OP – glad you seem to have got it sorted out. As hard as it seems it does get better. I'm fortunate that my missus didn't get the whole emotional rollercoaster thing for our first and seems to be the same for the second (22 weeks in), but as the realisation dawns that your life is about to change forever it can get very very scary.
The best advice I can give is that you both sit down regularly and talk about how you're feeling, sounds a bit airy fairy I know but it really does help you get through it. Most of the time it's probably some underlying fear that's making her snap, like how painful the birth will be, what the hell you do when you get home, etc etc that is triggered by your bad cooking. You must have a lot of worries too (I know I did), so by telling each other what they are you can help to alleviate each others worries and understand a little more about why you both behave the way do.

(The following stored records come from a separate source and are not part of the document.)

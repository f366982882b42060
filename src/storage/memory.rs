use dashmap::DashMap;

use super::KeyValueStore;

/// In-memory stand-in for browser local storage. One instance corresponds to
/// one browser profile; tests create as many independent profiles as needed.
#[derive(Debug, Default)]
pub struct MemoryStore {
    inner: DashMap<String, String>,
}

impl MemoryStore {
    pub fn new() -> Self {
        Self::default()
    }

    pub fn len(&self) -> usize {
        self.inner.len()
    }

    pub fn is_empty(&self) -> bool {
        self.inner.is_empty()
    }
}

impl KeyValueStore for MemoryStore {
    fn get(&self, key: &str) -> Option<String> {
        self.inner.get(key).map(|entry| entry.value().clone())
    }

    fn set(&self, key: &str, value: String) {
        self.inner.insert(key.to_string(), value);
    }

    fn remove(&self, key: &str) {
        self.inner.remove(key);
    }
}

#[cfg(test)]
mod tests {
    use super::*;

    #[test]
    fn set_get_remove() {
        let store = MemoryStore::new();
        assert_eq!(store.get("a"), None);

        store.set("a", "1".to_string());
        assert_eq!(store.get("a"), Some("1".to_string()));

        store.set("a", "2".to_string());
        assert_eq!(store.get("a"), Some("2".to_string()));

        store.remove("a");
        assert_eq!(store.get("a"), None);
        assert!(store.is_empty());
    }
}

+1 for the ignoring all the websites, books etc (or at least taking them with a pinch of salt), find your own way. You'll be sick of every man and his dog offering advice soon enough (us here included!).
As for once the baby arrives, that's hard too! But wonderful also. The first few months for us was very hard as he was colicky (sp?) and wouldn't stop crying, if you need help don't be afraid or ashamed to ask for it. Friends/relatives with kids will all understand and be more than happy to help out here and there – take them up on it and go out for a meal and a film or something.
There will be times when you'll wonder what the hell you've done, but once he/she hits 3-4 months it'll all drop into place and will feel like they were always there. It'll still be tough but you'll start to see what it's all about.
Good luck!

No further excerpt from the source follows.